### Activity
Retype every line below precisely as it appears.

(Collected data entries)
● ● ● ● ● ● ●

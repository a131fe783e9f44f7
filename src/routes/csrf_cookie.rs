//! GET /sanctum/csrf-cookie (path configurable via `CSRF_BOOTSTRAP_PATH`)

use axum::extract::State;
use axum::http::{HeaderValue, StatusCode, header};
use axum::response::{IntoResponse, Response};
use std::sync::Arc;

use crate::AppState;
use crate::error::AppError;
use crate::session::middleware::SessionHandle;

/// Issue the session's token in the `XSRF-TOKEN` cookie.
///
/// Idempotent: an existing token is reissued, not rotated, so concurrent
/// bootstraps from one client all see the same value.
pub async fn csrf_cookie(
    State(state): State<Arc<AppState>>,
    session: SessionHandle,
) -> Result<Response, AppError> {
    let token = session.data.lock().await.ensure_csrf_token();
    let cookie = xsrf_cookie(&state, &token)?;
    Ok((StatusCode::NO_CONTENT, [(header::SET_COOKIE, cookie)]).into_response())
}

/// `Set-Cookie` value carrying `token` to client scripts (not HttpOnly).
pub(crate) fn xsrf_cookie(state: &AppState, token: &str) -> Result<HeaderValue, AppError> {
    HeaderValue::from_str(&state.session_layer.xsrf_cookie(token))
        .map_err(|e| AppError::Internal(format!("Invalid XSRF cookie: {e}")))
}
//! Application error types with Axum response mapping.
//!
//! Each variant maps to a specific HTTP status + JSON body. The CSRF
//! mismatch uses 419 so clients can tell it apart from 401/403 and
//! recover by re-priming their token.

use axum::http::StatusCode;
use axum::response::{IntoResponse, Response};
use serde_json::json;

/// Status returned when the CSRF token is absent or does not match.
pub const TOKEN_MISMATCH_STATUS: u16 = 419;

/// `StatusCode` form of [`TOKEN_MISMATCH_STATUS`].
pub fn token_mismatch_status() -> StatusCode {
    StatusCode::from_u16(TOKEN_MISMATCH_STATUS).unwrap_or(StatusCode::FORBIDDEN)
}

#[derive(Debug, thiserror::Error)]
pub enum AppError {
    #[error("CSRF token mismatch: {0}")]
    CsrfMismatch(String),

    #[error("Request body too large")]
    PayloadTooLarge,

    #[error("Bad request: {0}")]
    BadRequest(String),

    #[error("Internal error: {0}")]
    Internal(String),
}

impl AppError {
    pub fn status(&self) -> StatusCode {
        match self {
            AppError::CsrfMismatch(_) => token_mismatch_status(),
            AppError::PayloadTooLarge => StatusCode::PAYLOAD_TOO_LARGE,
            AppError::BadRequest(_) => StatusCode::BAD_REQUEST,
            AppError::Internal(_) => StatusCode::INTERNAL_SERVER_ERROR,
        }
    }

    fn body(&self) -> serde_json::Value {
        match self {
            AppError::CsrfMismatch(reason) => json!({
                "error": "CSRF token mismatch",
                "message": reason,
            }),
            AppError::PayloadTooLarge => json!({"error": "Request body too large"}),
            AppError::BadRequest(msg) => json!({"error": msg}),
            AppError::Internal(msg) => json!({"error": msg}),
        }
    }
}

impl IntoResponse for AppError {
    fn into_response(self) -> Response {
        (self.status(), axum::Json(self.body())).into_response()
    }
}

#[cfg(test)]
mod tests {
    use super::*;

    #[test]
    fn test_csrf_mismatch_is_419() {
        let err = AppError::CsrfMismatch("token absent".into());
        assert_eq!(err.status().as_u16(), 419);
        let body = err.body();
        assert_eq!(body["error"], "CSRF token mismatch");
        assert_eq!(body["message"], "token absent");
    }

    #[test]
    fn test_csrf_mismatch_is_not_generic_failure() {
        let status = AppError::CsrfMismatch("x".into()).status();
        assert_ne!(status, StatusCode::FORBIDDEN);
        assert_ne!(status, StatusCode::UNAUTHORIZED);
        assert!(!status.is_server_error());
        assert!(status.is_client_error());
    }

    #[test]
    fn test_payload_too_large() {
        let err = AppError::PayloadTooLarge;
        assert_eq!(err.status(), StatusCode::PAYLOAD_TOO_LARGE);
        assert_eq!(err.body()["error"], "Request body too large");
    }

    #[test]
    fn test_bad_request() {
        let err = AppError::BadRequest("Missing field".into());
        assert_eq!(err.status(), StatusCode::BAD_REQUEST);
        assert_eq!(err.body()["error"], "Missing field");
    }

    #[test]
    fn test_into_response_status() {
        let resp = AppError::Internal("boom".into()).into_response();
        assert_eq!(resp.status(), StatusCode::INTERNAL_SERVER_ERROR);
    }
}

● ● ● ● ● ● ●

### Completed task
repository a131fe783e9f44f7
filename src/routes/csrf_cookie.rs
//! GET /sanctum/csrf-cookie (path configurable via `CSRF_BOOTSTRAP_PATH`)

use axum::extract::State;
use axum::http::{HeaderValue, StatusCode, header};
use axum::response::{IntoResponse, Response};
use std::sync::Arc;

use crate::AppState;
use crate::error::AppError;
use crate::session::middleware::SessionHandle;

/// Issue the session's token in the `XSRF-TOKEN` cookie.
///
/// Idempotent: an existing token is reissued, not rotated, so concurrent
/// bootstraps from one client all see the same value.
pub async fn csrf_cookie(
    State(state): State<Arc<AppState>>,
    session: SessionHandle,
) -> Result<Response, AppError> {
    let token = session.data.lock().await.ensure_csrf_token();
    let cookie = xsrf_cookie(&state, &token)?;
    Ok((StatusCode::NO_CONTENT, [(header::SET_COOKIE, cookie)]).into_response())
}

/// `Set-Cookie` value carrying `token` to client scripts (not HttpOnly).
pub(crate) fn xsrf_cookie(state: &AppState, token: &str) -> Result<HeaderValue, AppError> {
    HeaderValue::from_str(&state.session_layer.xsrf_cookie(token))
        .map_err(|e| AppError::Internal(format!("Invalid XSRF cookie: {e}")))
}
//! Application error types with Axum response mapping.
//!
//! Each variant maps to a specific HTTP status + JSON body. The CSRF
//! mismatch uses 419 so clients can tell it apart from 401/403 and
//! recover by re-priming their token.

use axum::http::StatusCode;
use axum::response::{IntoResponse, Response};
use serde_json::json;

/// Status returned when the CSRF token is absent or does not match.
pub const TOKEN_MISMATCH_STATUS: u16 = 419;

/// `StatusCode` form of [`TOKEN_MISMATCH_STATUS`].
pub fn token_mismatch_status() -> StatusCode {
    StatusCode::from_u16(TOKEN_MISMATCH_STATUS).unwrap_or(StatusCode::FORBIDDEN)
}

#[derive(Debug, thiserror::Error)]
pub enum AppError {
    #[error("CSRF token mismatch: {0}")]
    CsrfMismatch(String),

    #[error("Request body too large")]
    PayloadTooLarge,

    #[error("Bad request: {0}")]
    BadRequest(String),

    #[error("Internal error: {0}")]
    Internal(String),
}

impl AppError {
    pub fn status(&self) -> StatusCode {
        match self {
            AppError::CsrfMismatch(_) => token_mismatch_status(),
            AppError::PayloadTooLarge => StatusCode::PAYLOAD_TOO_LARGE,
            AppError::BadRequest(_) => StatusCode::BAD_REQUEST,
            AppError::Internal(_) => StatusCode::INTERNAL_SERVER_ERROR,
        }
    }

    fn body(&self) -> serde_json::Value {
        match self {
            AppError::CsrfMismatch(reason) => json!({
                "error": "CSRF token mismatch",
                "message": reason,
            }),
            AppError::PayloadTooLarge => json!({"error": "Request body too large"}),
            AppError::BadRequest(msg) => json!({"error": msg}),
            AppError::Internal(msg) => json!({"error": msg}),
        }
    }
}

impl IntoResponse for AppError {
    fn into_response(self) -> Response {
        (self.status(), axum::Json(self.body())).into_response()
    }
}

#[cfg(test)]
mod tests {
    use super::*;

    #[test]
    fn test_csrf_mismatch_is_419() {
        let err = AppError::CsrfMismatch("token absent".into());
        assert_eq!(err.status().as_u16(), 419);
        let body = err.body();
        assert_eq!(body["error"], "CSRF token mismatch");
        assert_eq!(body["message"], "token absent");
    }

    #[test]
    fn test_csrf_mismatch_is_not_generic_failure() {
        let status = AppError::CsrfMismatch("x".into()).status();
        assert_ne!(status, StatusCode::FORBIDDEN);
        assert_ne!(status, StatusCode::UNAUTHORIZED);
        assert!(!status.is_server_error());
        assert!(status.is_client_error());
    }

    #[test]
    fn test_payload_too_large() {
        let err = AppError::PayloadTooLarge;
        assert_eq!(err.status(), StatusCode::PAYLOAD_TOO_LARGE);
        assert_eq!(err.body()["error"], "Request body too large");
    }

    #[test]
    fn test_bad_request() {
        let err = AppError::BadRequest("Missing field".into());
        assert_eq!(err.status(), StatusCode::BAD_REQUEST);
        assert_eq!(err.body()["error"], "Missing field");
    }

    #[test]
    fn test_into_response_status() {
        let resp = AppError::Internal("boom".into()).into_response();
        assert_eq!(resp.status(), StatusCode::INTERNAL_SERVER_ERROR);
    }
}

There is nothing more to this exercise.